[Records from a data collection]
-- -- --
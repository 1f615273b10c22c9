//! Decoder module for TSPlayer
//!
//! The view treats the decoding backend as an opaque capability: it drives
//! the transport through `Decoder` and learns about progress only through
//! `DecoderEvent`s posted on its message queue. Backends are created per
//! playback session by a `DecoderFactory`.

mod simulated;

pub use simulated::{SimulatedDecoder, SimulatedDecoderFactory};

use crate::player::ViewMessage;
use crate::utils::error::Result;
use crossbeam_channel::Sender;
use std::collections::HashMap;

/// First video frame reached the surface
pub const MEDIA_INFO_RENDERING_START: i32 = 3;
/// Backend ran out of data and stalled
pub const MEDIA_INFO_BUFFERING_START: i32 = 701;
/// Backend has enough data again
pub const MEDIA_INFO_BUFFERING_END: i32 = 702;
/// Stream reported a rotation, `extra` carries the degrees
pub const MEDIA_INFO_VIDEO_ROTATION_CHANGED: i32 = 10001;

/// Decoder trait defining the capability the view drives
///
/// Fallible operations return `Err` for invalid-state calls; the view logs
/// them and moves to the error state, the cause is not kept.
pub trait Decoder: Send {
    /// Bind the decoder to the event queue of its session
    fn init(&mut self, events: DecoderEventSender) -> Result<()>;

    /// Set the media to play
    ///
    /// # Arguments
    ///
    /// * `source` - URL with headers or an opaque asset handle
    fn set_data_source(&mut self, source: &DataSource) -> Result<()>;

    /// Begin asynchronous preparation; completion arrives as `DecoderEvent::Prepared`
    fn prepare_async(&mut self) -> Result<()>;

    fn start(&mut self) -> Result<()>;

    fn pause(&mut self) -> Result<()>;

    fn stop(&mut self) -> Result<()>;

    /// Return to the uninitialized state so the session can be prepared again
    fn reset(&mut self) -> Result<()>;

    /// Free native resources; may block and is run off the UI thread
    fn release(&mut self);

    /// Seek to a position in milliseconds
    fn seek_to(&mut self, position_ms: u64) -> Result<()>;

    fn is_playing(&self) -> bool;

    /// Duration in milliseconds, 0 when unknown
    fn duration(&self) -> u64;

    /// Position in milliseconds
    fn current_position(&self) -> u64;

    /// Buffered share of the stream, 0..=100
    fn buffered_percentage(&self) -> u32;

    fn set_speed(&mut self, speed: f32) -> Result<()>;

    fn speed(&self) -> f32;

    /// Network throughput in bytes per second
    fn tcp_speed(&self) -> u64;

    fn set_volume(&mut self, left: f32, right: f32) -> Result<()>;

    fn set_looping(&mut self, looping: bool);

    /// Attach or detach the output surface
    fn set_surface(&mut self, surface: Option<SurfaceHandle>) -> Result<()>;

    /// Apply backend-specific options after init or reset
    fn set_options(&mut self) {}

    /// Give backends without their own thread a chance to post events
    fn poll(&mut self) {}
}

/// Creates one decoder per playback session
pub trait DecoderFactory: Send + Sync {
    fn create_decoder(&self) -> Result<Box<dyn Decoder>>;
}

/// Where the media comes from
#[derive(Debug, Clone, PartialEq, Eq)]
pub enum DataSource {
    /// Remote or local URL plus request headers
    Url {
        url: String,
        headers: HashMap<String, String>,
    },

    /// Opaque handle to packaged media
    Asset(AssetHandle),
}

/// Handle to a packaged media file
#[derive(Debug, Clone, PartialEq, Eq)]
pub struct AssetHandle {
    /// Raw descriptor owned by the platform
    pub descriptor: i64,

    /// Start offset within the descriptor
    pub offset: u64,

    /// Length in bytes
    pub length: u64,
}

/// URL schemes that never touch the network
const LOCAL_SCHEMES: &[&str] = &["file", "asset", "rawresource", "android.resource"];

impl DataSource {
    pub fn url<S: Into<String>>(url: S) -> Self {
        DataSource::Url {
            url: url.into(),
            headers: HashMap::new(),
        }
    }

    /// Whether playing this source can use metered data
    ///
    /// Asset handles and scheme-less paths are local.
    pub fn is_local(&self) -> bool {
        match self {
            DataSource::Asset(_) => true,
            DataSource::Url { url, .. } => match url.split_once("://") {
                Some((scheme, _)) => LOCAL_SCHEMES.contains(&scheme.to_ascii_lowercase().as_str()),
                None => !url.contains(':'),
            },
        }
    }

    /// Key used by the progress store, assets have none
    pub fn progress_key(&self) -> Option<&str> {
        match self {
            DataSource::Url { url, .. } => Some(url.as_str()),
            DataSource::Asset(_) => None,
        }
    }
}

/// Opaque identifier of a render surface
#[derive(Debug, Clone, Copy, PartialEq, Eq, Hash)]
pub struct SurfaceHandle(pub u64);

/// Events a backend reports back to the view
#[derive(Debug, Clone, PartialEq)]
pub enum DecoderEvent {
    Prepared,
    Completion,
    Error { what: i32, extra: i32 },
    Info { what: i32, extra: i32 },
    VideoSizeChanged { width: u32, height: u32 },
    BufferingUpdate { percent: u32 },
}

/// Posts decoder events onto the owning view's queue
///
/// Every sender is stamped with the session it was created for; the view
/// drops events from sessions that are no longer current.
#[derive(Debug, Clone)]
pub struct DecoderEventSender {
    session: u64,
    tx: Sender<ViewMessage>,
}

impl DecoderEventSender {
    pub(crate) fn new(session: u64, tx: Sender<ViewMessage>) -> Self {
        Self { session, tx }
    }

    pub fn session(&self) -> u64 {
        self.session
    }

    /// Returns false once the view is gone
    pub fn send(&self, event: DecoderEvent) -> bool {
        self.tx
            .send(ViewMessage::Decoder {
                session: self.session,
                event,
            })
            .is_ok()
    }
}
-- -- --
The required output is the exact run of lines from the beginning of the records to the line with "a position in milliseconds", that line included.

» Response area:
repository 1f615273b10c22c9
//! Decoder module for TSPlayer
//!
//! The view treats the decoding backend as an opaque capability: it drives
//! the transport through `Decoder` and learns about progress only through
//! `DecoderEvent`s posted on its message queue. Backends are created per
//! playback session by a `DecoderFactory`.

mod simulated;

pub use simulated::{SimulatedDecoder, SimulatedDecoderFactory};

use crate::player::ViewMessage;
use crate::utils::error::Result;
use crossbeam_channel::Sender;
use std::collections::HashMap;

/// First video frame reached the surface
pub const MEDIA_INFO_RENDERING_START: i32 = 3;
/// Backend ran out of data and stalled
pub const MEDIA_INFO_BUFFERING_START: i32 = 701;
/// Backend has enough data again
pub const MEDIA_INFO_BUFFERING_END: i32 = 702;
/// Stream reported a rotation, `extra` carries the degrees
pub const MEDIA_INFO_VIDEO_ROTATION_CHANGED: i32 = 10001;

/// Decoder trait defining the capability the view drives
///
/// Fallible operations return `Err` for invalid-state calls; the view logs
/// them and moves to the error state, the cause is not kept.
pub trait Decoder: Send {
    /// Bind the decoder to the event queue of its session
    fn init(&mut self, events: DecoderEventSender) -> Result<()>;

    /// Set the media to play
    ///
    /// # Arguments
    ///
    /// * `source` - URL with headers or an opaque asset handle
    fn set_data_source(&mut self, source: &DataSource) -> Result<()>;

    /// Begin asynchronous preparation; completion arrives as `DecoderEvent::Prepared`
    fn prepare_async(&mut self) -> Result<()>;

    fn start(&mut self) -> Result<()>;

    fn pause(&mut self) -> Result<()>;

    fn stop(&mut self) -> Result<()>;

    /// Return to the uninitialized state so the session can be prepared again
    fn reset(&mut self) -> Result<()>;

    /// Free native resources; may block and is run off the UI thread
    fn release(&mut self);

    /// Seek to a position in milliseconds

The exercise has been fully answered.